Italia ed Europa
La cartografia e i dati disponibili a livello nazionale e regionale dal Ctn Tes (Centro Tematico Nazionale Territorio e Suolo) mostrano come anche in alcune regioni italiane siano presenti aree in via di desertificazione.
Tra i Paesi europei che si affacciano sul bacino del Mediterraneo sono a rischio oltre il 25% delle terre agricole e il 35% di quelle a pascolo (in tutto 30 milioni di ettari di terra).
Ben 16,5 milioni di persone sono a rischio di sopravvivenza.
Monitoraggio
L’indicatore di riferimento utilizzato dal Ctn Tes per monitorare le fenomenologie sul territorio italiano si basa sull’analisi degli andamenti di alcuni indici ambientali e socio-economici, principalmente di pressione, di stato e di risposta, i quali, attraverso la loro combinazione, portano all’individuazione delle aree sensibili.
L’Agenzia Spaziale Europea (Esa) ha da poco lanciato un progetto denominato Desertwatch per monitorare l’andamento della desertificazione in Europa, facendo forza sulle più aggiornate tecniche di Remote Sensing: le immagini satellitari evidenziano cambiamenti importanti nell’uso della terra, oltre all’aumento di potere riflettente, temperatura, aridità e natura polverosa della superficie, mentre i sensori a infrarossi possono individuare gli stress della vegetazione dovuti ai cambiamenti ambientali.

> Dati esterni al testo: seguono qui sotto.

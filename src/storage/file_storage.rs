use crate::{
    domain::{
        Board, BoardPatch, Column, ColumnPatch, Comment, Goal, GoalPatch, MoveGoal, NewBoard,
        NewColumn, NewComment, NewGoal,
    },
    error::{GoalboardError, Result},
    storage::{
        collections::{BatchOp, Collection, Document},
        Collections, Storage,
    },
};
use async_trait::async_trait;
use chrono::Utc;
use std::path::{Path, PathBuf};
use std::io;
use tokio::{fs, sync::RwLock};
use tracing::debug;

/// Document store: one JSON file per entity, one directory per collection.
///
/// Reference fields (`boardId`, `columnId`, `goalId`) are stored as plain
/// values. Writes hold the store lock exclusively and are committed as a
/// batch; reads share it, so they never observe a batch half-applied. Each
/// document is written to a temporary file and renamed into place. A crash
/// midway through a batch can leave some of its documents unwritten.
pub struct FileStorage {
    root_path: PathBuf,
    lock: RwLock<()>,
}

impl FileStorage {
    const GITIGNORE: &'static str = ".gitignore";

    /// Creates a new FileStorage rooted at the given data directory
    pub fn new(data_dir: impl AsRef<Path>) -> Self {
        Self {
            root_path: data_dir.as_ref().to_path_buf(),
            lock: RwLock::new(()),
        }
    }

    fn collection_dir(&self, collection: Collection) -> PathBuf {
        self.root_path.join(collection.name())
    }

    /// Path of a document, or `None` when the id cannot name a file
    fn document_file(&self, collection: Collection, id: &str) -> Option<PathBuf> {
        if !is_valid_id(id) {
            return None;
        }
        Some(self.collection_dir(collection).join(format!("{}.json", id)))
    }

    async fn ensure_directory_exists(&self, path: &Path) -> Result<()> {
        if !path.exists() {
            fs::create_dir_all(path).await?;
        }
        Ok(())
    }

    async fn read_document(&self, collection: Collection, id: &str) -> Result<Option<Document>> {
        let Some(file_path) = self.document_file(collection, id) else {
            return Ok(None);
        };
        match read_if_present(&file_path).await? {
            Some(contents) => Ok(Some(Document::from_json(collection, &contents)?)),
            None => Ok(None),
        }
    }

    async fn read_collection(&self, collection: Collection) -> Result<Vec<Document>> {
        let dir = self.collection_dir(collection);

        if !dir.exists() {
            return Ok(Vec::new());
        }

        let mut entries = fs::read_dir(&dir).await?;
        let mut documents = Vec::new();

        while let Some(entry) = entries.next_entry().await? {
            let path = entry.path();
            if path.extension().and_then(|s| s.to_str()) != Some("json") {
                continue;
            }
            let valid_stem = path
                .file_stem()
                .and_then(|s| s.to_str())
                .map(is_valid_id)
                .unwrap_or(false);
            if !valid_stem {
                continue;
            }

            if let Some(contents) = read_if_present(&path).await? {
                documents.push(Document::from_json(collection, &contents)?);
            }
        }

        Ok(documents)
    }

    /// Snapshot taken under the shared lock, for read-only operations
    async fn read_snapshot(&self, collections: &[Collection]) -> Result<Collections> {
        let _guard = self.lock.read().await;
        self.snapshot(collections).await
    }

    async fn get_document(&self, collection: Collection, id: &str) -> Result<Option<Document>> {
        let _guard = self.lock.read().await;
        self.read_document(collection, id).await
    }

    /// Loads the given collections into an in-process snapshot
    async fn snapshot(&self, collections: &[Collection]) -> Result<Collections> {
        let mut state = Collections::new();
        for collection in collections {
            for doc in self.read_collection(*collection).await? {
                state.load(doc);
            }
        }
        Ok(state)
    }

    async fn commit(&self, batch: Vec<BatchOp>) -> Result<()> {
        for op in batch {
            match op {
                BatchOp::Put(doc) => {
                    let collection = doc.collection();
                    let file_path = self.document_file(collection, doc.id()).ok_or_else(|| {
                        GoalboardError::StorageError(format!("invalid document id '{}'", doc.id()))
                    })?;
                    self.ensure_directory_exists(&self.collection_dir(collection))
                        .await?;

                    let tmp_path = file_path.with_extension("json.tmp");
                    fs::write(&tmp_path, doc.to_json()?).await?;
                    fs::rename(&tmp_path, &file_path).await?;
                }
                BatchOp::Delete(collection, id) => {
                    if let Some(file_path) = self.document_file(collection, &id) {
                        match fs::remove_file(&file_path).await {
                            Ok(()) => {}
                            Err(e) if e.kind() == io::ErrorKind::NotFound => {}
                            Err(e) => return Err(e.into()),
                        }
                    }
                }
            }
        }
        Ok(())
    }

    /// Runs a mutation against a fresh snapshot and commits what it wrote
    async fn apply<T, F>(&self, op: F) -> Result<T>
    where
        F: FnOnce(&mut Collections) -> Result<T> + Send,
        T: Send,
    {
        let _guard = self.lock.write().await;

        let mut state = self.snapshot(&Collection::ALL).await?;
        state.start_journal();
        let value = op(&mut state)?;
        let batch = state.take_journal();

        debug!(writes = batch.len(), "committing batch");
        self.commit(batch).await?;
        Ok(value)
    }
}

/// Reads a file, treating one that vanished before it could be opened as absent
async fn read_if_present(path: &Path) -> Result<Option<String>> {
    match fs::read_to_string(path).await {
        Ok(contents) => Ok(Some(contents)),
        Err(e) if e.kind() == io::ErrorKind::NotFound => Ok(None),
        Err(e) => Err(e.into()),
    }
}

/// Ids are generated UUIDs or simple seed names; anything else is never a file
fn is_valid_id(id: &str) -> bool {
    !id.is_empty()
        && id
            .chars()
            .all(|c| c.is_ascii_alphanumeric() || c == '-' || c == '_')
}

#[async_trait]
impl Storage for FileStorage {
    async fn initialize(&self) -> Result<()> {
        self.ensure_directory_exists(&self.root_path).await?;
        for collection in Collection::ALL {
            self.ensure_directory_exists(&self.collection_dir(collection))
                .await?;
        }

        let gitignore_path = self.root_path.join(Self::GITIGNORE);
        if !gitignore_path.exists() {
            fs::write(gitignore_path, "# Interrupted writes\n*.tmp\n").await?;
        }

        Ok(())
    }

    async fn is_initialized(&self) -> bool {
        self.root_path.exists()
            && Collection::ALL
                .iter()
                .all(|collection| self.collection_dir(*collection).exists())
    }

    async fn list_boards(&self) -> Result<Vec<Board>> {
        Ok(self.read_snapshot(&[Collection::Boards]).await?.boards())
    }

    async fn get_board(&self, id: &str) -> Result<Board> {
        match self.get_document(Collection::Boards, id).await? {
            Some(Document::Board(board)) => Ok(board),
            _ => Err(GoalboardError::BoardNotFound(id.to_string())),
        }
    }

    async fn create_board(&self, board: NewBoard) -> Result<Board> {
        self.apply(move |state| state.create_board(board)).await
    }

    async fn update_board(&self, id: &str, patch: BoardPatch) -> Result<Board> {
        self.apply(move |state| state.update_board(id, patch)).await
    }

    async fn delete_board(&self, id: &str) -> Result<()> {
        self.apply(move |state| state.delete_board(id)).await
    }

    async fn list_columns(&self, board_id: &str) -> Result<Vec<Column>> {
        Ok(self.read_snapshot(&[Collection::Columns]).await?.columns_of(board_id))
    }

    async fn create_column(&self, column: NewColumn) -> Result<Column> {
        self.apply(move |state| state.create_column(column)).await
    }

    async fn update_column(&self, id: &str, patch: ColumnPatch) -> Result<Column> {
        self.apply(move |state| state.update_column(id, patch)).await
    }

    async fn delete_column(&self, id: &str) -> Result<()> {
        self.apply(move |state| state.delete_column(id)).await
    }

    async fn list_goals_by_board(&self, board_id: &str) -> Result<Vec<Goal>> {
        Ok(self.read_snapshot(&[Collection::Goals]).await?.goals_of(board_id))
    }

    async fn list_goals_by_column(&self, column_id: &str) -> Result<Vec<Goal>> {
        Ok(self.read_snapshot(&[Collection::Goals]).await?.goals_in(column_id))
    }

    async fn list_wins(&self, board_id: &str) -> Result<Vec<Goal>> {
        Ok(self.read_snapshot(&[Collection::Goals]).await?.wins_of(board_id))
    }

    async fn get_goal(&self, id: &str) -> Result<Goal> {
        match self.get_document(Collection::Goals, id).await? {
            Some(Document::Goal(goal)) => Ok(goal),
            _ => Err(GoalboardError::GoalNotFound(id.to_string())),
        }
    }

    async fn create_goal(&self, goal: NewGoal) -> Result<Goal> {
        self.apply(move |state| state.create_goal(goal)).await
    }

    async fn update_goal(&self, id: &str, patch: GoalPatch) -> Result<Goal> {
        let now = Utc::now();
        self.apply(move |state| state.update_goal(id, patch, now)).await
    }

    async fn move_goal(&self, mv: MoveGoal) -> Result<Goal> {
        let now = Utc::now();
        self.apply(move |state| state.move_goal(&mv, now)).await
    }

    async fn delete_goal(&self, id: &str) -> Result<()> {
        self.apply(move |state| state.delete_goal(id)).await
    }

    async fn list_comments(&self, goal_id: &str) -> Result<Vec<Comment>> {
        Ok(self.read_snapshot(&[Collection::Comments]).await?.comments_on(goal_id))
    }

    async fn create_comment(&self, comment: NewComment) -> Result<Comment> {
        self.apply(move |state| state.create_comment(comment)).await
    }

    async fn delete_comment(&self, id: &str) -> Result<()> {
        self.apply(move |state| state.delete_comment(id)).await
    }
}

L’Unccd ha in progetto di realizzare varie tipologie di modelli integrati che possano descrivere al meglio il fenomeno.
Alcuni indicatori climatici e l’Ndvi (Normalised Difference Vegetation Index) in primo luogo, oltre ai dati storici relativi alla componente antropica (pascolamento, disboscamento, uso delle terre) porteranno presto a modellizzazioni che, attraverso successive verifiche sul campo, potranno prevedere le tendenze future.
Successive correzioni dei parametri empirici riferiti a ogni situazione locale e le informazioni socio-economiche permetteranno di ottenere modelli più specifici.

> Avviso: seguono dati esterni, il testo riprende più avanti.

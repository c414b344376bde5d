use crate::api::{api_router, AppState, SharedState};
use crate::config::{ServerConfig, StorageBackend};
use crate::error::{GoalboardError, Result};
use crate::storage::{MemStorage, Storage};
use anyhow::Context;
use axum::Router;
use std::sync::Arc;
use tower_http::{cors::CorsLayer, trace::TraceLayer};
use tracing::{error, info};

pub fn build_router(state: SharedState, permissive_cors: bool) -> Router {
    let app = api_router()
        .with_state(state)
        .layer(TraceLayer::new_for_http());

    if permissive_cors {
        app.layer(CorsLayer::permissive())
    } else {
        app
    }
}

/// Opens and initializes the configured backend
pub async fn open_storage(config: &ServerConfig) -> Result<Arc<dyn Storage>> {
    let storage: Arc<dyn Storage> = match config.storage {
        StorageBackend::Memory if config.no_seed => Arc::new(MemStorage::new()),
        StorageBackend::Memory => Arc::new(MemStorage::seeded()),
        #[cfg(feature = "file-storage")]
        StorageBackend::File => Arc::new(crate::storage::FileStorage::new(&config.data_dir)),
        #[cfg(not(feature = "file-storage"))]
        StorageBackend::File => {
            return Err(GoalboardError::ConfigError(
                "built without the file-storage feature".to_string(),
            ))
        }
    };

    storage.initialize().await?;
    if !storage.is_initialized().await {
        return Err(GoalboardError::StorageError(
            "storage did not initialize".to_string(),
        ));
    }
    Ok(storage)
}

pub async fn start_server(config: &ServerConfig, storage: Arc<dyn Storage>) -> anyhow::Result<()> {
    let addr = config.bind_addr()?;
    let app = build_router(AppState::shared(storage), config.permissive_cors);

    let listener = tokio::net::TcpListener::bind(addr)
        .await
        .with_context(|| format!("Failed to bind {}", addr))?;
    info!(%addr, backend = ?config.storage, "goalboard listening");

    axum::serve(listener, app)
        .with_graceful_shutdown(shutdown_signal())
        .await
        .context("Server error")?;

    info!("server stopped");
    Ok(())
}

async fn shutdown_signal() {
    if let Err(e) = tokio::signal::ctrl_c().await {
        error!(error = %e, "failed to listen for shutdown signal");
        return;
    }
    info!("shutdown signal received");
}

L’erosione connessa al vento, all’acqua e alla neve saranno quantificate tramite modelli di simulazione.
Adeguati metodi di interpolazione dei dati ottenuti permetteranno poi di rappresentare graficamente e a grande scala le informazioni ottenute tramite Gis (Geographic Information System).
Interventi di recupero
La piatta penisola del Sinis (Sardegna) negli anni ’50 era in stato di avanzata desertificazione a causa dell’eccesso di pascolo. Il recupero venne attuato attraverso un intervento amministrativo che interdisse il pascolo al di sotto dell’isoipsa 50 metri (che escluse l’intera penisola), la fissazione delle dune con essenze specifiche, l’impianto di colture aridofile e infine la progettazione di imponenti sistemi di irrigazione.

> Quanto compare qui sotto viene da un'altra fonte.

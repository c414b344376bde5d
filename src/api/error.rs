use crate::domain::Validate;
use crate::error::GoalboardError;
use axum::{
    extract::{rejection::JsonRejection, FromRequest, Request},
    http::StatusCode,
    response::{IntoResponse, Response},
    Json,
};
use tracing::error;

#[derive(Debug)]
pub enum ApiError {
    NotFound(String),
    BadRequest(String),
    Internal(String),
}

impl IntoResponse for ApiError {
    fn into_response(self) -> Response {
        let (status, message) = match self {
            ApiError::NotFound(msg) => (StatusCode::NOT_FOUND, msg),
            ApiError::BadRequest(msg) => (StatusCode::BAD_REQUEST, msg),
            ApiError::Internal(msg) => (StatusCode::INTERNAL_SERVER_ERROR, msg),
        };
        (status, Json(serde_json::json!({ "message": message }))).into_response()
    }
}

impl From<GoalboardError> for ApiError {
    fn from(err: GoalboardError) -> Self {
        if err.is_not_found() {
            return ApiError::NotFound(err.to_string());
        }
        match err {
            GoalboardError::Validation(_) => ApiError::BadRequest(err.to_string()),
            other => {
                error!(error = %other, "store operation failed");
                ApiError::Internal("Internal server error".to_string())
            }
        }
    }
}

/// JSON body extractor that runs [`Validate`] and reports every failure as 400
#[derive(Debug)]
pub struct ValidJson<T>(pub T);

impl<S, T> FromRequest<S> for ValidJson<T>
where
    Json<T>: FromRequest<S, Rejection = JsonRejection>,
    T: Validate,
    S: Send + Sync,
{
    type Rejection = ApiError;

    async fn from_request(req: Request, state: &S) -> Result<Self, Self::Rejection> {
        let Json(value) = Json::<T>::from_request(req, state)
            .await
            .map_err(|rejection| ApiError::BadRequest(rejection.body_text()))?;
        value.validate()?;
        Ok(Self(value))
    }
}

Forse il più grande esempio di bonifica della storia è stato attuato nel Negev (Israele). Il reperimento di risorse idriche, le nuove tecniche di irrigazione (irrigazioni a goccia, impianti aerei ecc.) e la collaborazione tra ricerca scientifica e produzione si sono rivelati trionfanti in un’area altrimenti desertica.
Dove le finanze non lo permettono si ricorre a meno sofisticate ma ben efficienti azioni: si va dai diversi metodi di stabilizzazione delle dune alle svariate tecniche per minimizzare la perdita di suolo e per innalzare il rapporto infiltrazione/ruscellamento delle acque piovane.